Except that I got to the bus station early, instead of running for twenty minutes to get to a bus that I knew would leave in twenty-five. And this time, I knew where the bathrooms were, where to store my luggage, where the information desk was, where the shuttle bus was going.

I went to the information desk to ask for help. In a voice that was much clearer and more confident than I was feeling, I said: “I was here yesterday and I saw Auschwitz I. Today I’ve come back because I want to see Auschwitz II. How do I do that?”

The woman on the other side of the glass looked surprised, but she told me what to do.
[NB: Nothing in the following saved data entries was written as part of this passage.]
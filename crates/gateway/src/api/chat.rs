//! Chat endpoints — the primary interface for running inference turns.
//!
//! - `POST /chat`              — non-streaming: returns the full response
//! - `GET  /ws/chat/{user_id}` — WebSocket: streams tokens in real time

use axum::extract::ws::{Message, WebSocket};
use axum::extract::{Path, State, WebSocketUpgrade};
use axum::http::{HeaderMap, StatusCode};
use axum::response::{IntoResponse, Json};
use futures_util::StreamExt;
use serde::Deserialize;

use jota_db::Role;
use jota_domain::stream::BoxStream;
use jota_inference::InferenceError;

use crate::state::AppState;

// ━━━━━━━━━━━━━━━━━━━━━━━━━━━━━━━━━━━━━━━━━━━━━━━━━━━━━━━━━━━━━━━━━━
// Request shape
// ━━━━━━━━━━━━━━━━━━━━━━━━━━━━━━━━━━━━━━━━━━━━━━━━━━━━━━━━━━━━━━━━━━

#[derive(Debug, Deserialize)]
pub struct ChatRequest {
    /// User message text.
    pub text: String,
    /// Client-supplied end-user identifier; conversations group under it.
    #[serde(default = "d_user")]
    pub user_id: String,
}

fn d_user() -> String {
    "default".into()
}

// ━━━━━━━━━━━━━━━━━━━━━━━━━━━━━━━━━━━━━━━━━━━━━━━━━━━━━━━━━━━━━━━━━━
// POST /chat (non-streaming)
// ━━━━━━━━━━━━━━━━━━━━━━━━━━━━━━━━━━━━━━━━━━━━━━━━━━━━━━━━━━━━━━━━━━

pub async fn chat(
    State(state): State<AppState>,
    headers: HeaderMap,
    Json(body): Json<ChatRequest>,
) -> impl IntoResponse {
    if let Err(resp) = check_client_key(&state, &headers).await {
        return resp.into_response();
    }
    if body.text.trim().is_empty() {
        return (
            StatusCode::BAD_REQUEST,
            Json(serde_json::json!({ "error": "text must not be empty" })),
        )
            .into_response();
    }

    let (_session_id, mut stream) = match run_turn(&state, &body.user_id, &body.text).await {
        Ok(turn) => turn,
        Err(e) => return e.into_response(),
    };

    // Consume the whole stream; this is a plain POST, not a stream. Errors
    // fold into the response text the way streaming clients see them.
    let mut full = String::new();
    while let Some(item) = stream.next().await {
        match item {
            Ok(tok) => full.push_str(&tok),
            Err(e) => {
                full.push_str(&format!(" [Error: {e}]"));
                break;
            }
        }
    }

    Json(serde_json::json!({ "status": "success", "response": full })).into_response()
}

// ━━━━━━━━━━━━━━━━━━━━━━━━━━━━━━━━━━━━━━━━━━━━━━━━━━━━━━━━━━━━━━━━━━
// GET /ws/chat/{user_id} (streaming)
// ━━━━━━━━━━━━━━━━━━━━━━━━━━━━━━━━━━━━━━━━━━━━━━━━━━━━━━━━━━━━━━━━━━

pub async fn ws_chat(
    ws: WebSocketUpgrade,
    Path(user_id): Path<String>,
    State(state): State<AppState>,
    headers: HeaderMap,
) -> impl IntoResponse {
    if let Err(resp) = check_client_key(&state, &headers).await {
        return resp.into_response();
    }
    ws.on_upgrade(move |socket| handle_ws(socket, state, user_id))
        .into_response()
}

async fn handle_ws(mut socket: WebSocket, state: AppState, user_id: String) {
    tracing::info!(user_id = %user_id, "chat websocket connected");

    while let Some(Ok(msg)) = socket.recv().await {
        let text = match msg {
            Message::Text(text) => text,
            Message::Close(_) => break,
            _ => continue,
        };

        let (session_id, mut stream) = match run_turn(&state, &user_id, &text).await {
            Ok(turn) => turn,
            Err(e) => {
                if socket
                    .send(Message::Text(format!(" [Error: {}]", e.message)))
                    .await
                    .is_err()
                {
                    break;
                }
                continue;
            }
        };

        while let Some(item) = stream.next().await {
            match item {
                Ok(tok) => {
                    if socket.send(Message::Text(tok)).await.is_err() {
                        // Client went away mid-generation: stop the engine
                        // side too.
                        state.inference.abort_session(&session_id);
                        tracing::info!(user_id = %user_id, "chat websocket dropped mid-stream");
                        return;
                    }
                }
                Err(e) => {
                    let _ = socket.send(Message::Text(format!(" [Error: {e}]"))).await;
                    break;
                }
            }
        }
    }

    tracing::info!(user_id = %user_id, "chat websocket disconnected");
}

// ━━━━━━━━━━━━━━━━━━━━━━━━━━━━━━━━━━━━━━━━━━━━━━━━━━━━━━━━━━━━━━━━━━
// Turn execution
// ━━━━━━━━━━━━━━━━━━━━━━━━━━━━━━━━━━━━━━━━━━━━━━━━━━━━━━━━━━━━━━━━━━

/// Failure before the token stream could start.
struct TurnError {
    status: StatusCode,
    message: String,
}

impl IntoResponse for TurnError {
    fn into_response(self) -> axum::response::Response {
        (
            self.status,
            Json(serde_json::json!({ "error": self.message })),
        )
            .into_response()
    }
}

/// Resolve the conversation and engine session for a user, journal the user
/// message, and start the inference stream.
///
/// The ingress is the sole writer of user messages; the transport journals
/// assistant output on its own.
async fn run_turn(
    state: &AppState,
    user_id: &str,
    text: &str,
) -> Result<(String, BoxStream<'static, Result<String, InferenceError>>), TurnError> {
    let conversation = state
        .store
        .get_or_create_conversation(user_id)
        .await
        .map_err(|e| TurnError {
            status: StatusCode::BAD_GATEWAY,
            message: format!("conversation store unavailable: {e}"),
        })?;

    let session_id = match conversation.inference_session_id.clone() {
        Some(id) => id,
        None => {
            let id = state
                .inference
                .session_for_user(user_id)
                .await
                .map_err(|e| TurnError {
                    status: match e {
                        InferenceError::EngineUnavailable => StatusCode::SERVICE_UNAVAILABLE,
                        _ => StatusCode::BAD_GATEWAY,
                    },
                    message: e.to_string(),
                })?;
            if let Err(e) = state
                .store
                .update_conversation_session(&conversation.id, &id)
                .await
            {
                tracing::warn!(
                    conversation_id = %conversation.id,
                    error = %e,
                    "failed to bind engine session to conversation"
                );
            }
            id
        }
    };

    if let Err(e) = state
        .store
        .save_message(&conversation.id, Role::User, text)
        .await
    {
        tracing::warn!(
            conversation_id = %conversation.id,
            error = %e,
            "failed to journal user message"
        );
    }

    let stream = state
        .inference
        .infer(&session_id, text, &conversation.id, None);
    Ok((session_id, stream))
}

// ━━━━━━━━━━━━━━━━━━━━━━━━━━━━━━━━━━━━━━━━━━━━━━━━━━━━━━━━━━━━━━━━━━
// Client key gate
// ━━━━━━━━━━━━━━━━━━━━━━━━━━━━━━━━━━━━━━━━━━━━━━━━━━━━━━━━━━━━━━━━━━

/// Validate `X-Client-Key` against the store when present. Requests without
/// a key pass through (open access, dev mode).
async fn check_client_key(state: &AppState, headers: &HeaderMap) -> Result<(), TurnError> {
    let Some(key) = headers.get("x-client-key").and_then(|v| v.to_str().ok()) else {
        return Ok(());
    };

    match state.store.validate_client_key(key).await {
        Ok(true) => Ok(()),
        Ok(false) => Err(TurnError {
            status: StatusCode::UNAUTHORIZED,
            message: "invalid client key".into(),
        }),
        Err(e) => {
            tracing::warn!(error = %e, "client key validation failed");
            Err(TurnError {
                status: StatusCode::SERVICE_UNAVAILABLE,
                message: "conversation store unavailable".into(),
            })
        }
    }
}

#[cfg(test)]
mod tests {
    use super::*;

    #[test]
    fn chat_request_defaults_user_id() {
        let req: ChatRequest = serde_json::from_str(r#"{"text":"hi"}"#).unwrap();
        assert_eq!(req.user_id, "default");
        assert_eq!(req.text, "hi");
    }

    #[test]
    fn chat_request_explicit_user_id() {
        let req: ChatRequest =
            serde_json::from_str(r#"{"text":"hi","user_id":"alice"}"#).unwrap();
        assert_eq!(req.user_id, "alice");
    }
}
I would not need a ticket this time. Aside from a few places that are roped off because they are unsafe, Birkenau is completely open to the public during the day.

I took the bus instead of walking. I told my parents where I was going.

When I got to the gate, I started to feel cold and shaky again.

I called in the Grandfathers. I had never done that for myself before. I was clumsy but I did it, and I can confidently say that I felt more supported and less alone. My mind was clear.

You can still smell the ashes. It’s a metallic tang, in the air, in the back of your throat.

Unlike Auschwitz I, Birkenau has been mostly reduced to ruins. It’s rubble, and ashes, and barbed-wire fences, and it is heart-wrenchingly vast.

The first thing I saw when I got through the gates was a faint rainbow in the sky above what used to be the woman’s barracks. It made my heart sing.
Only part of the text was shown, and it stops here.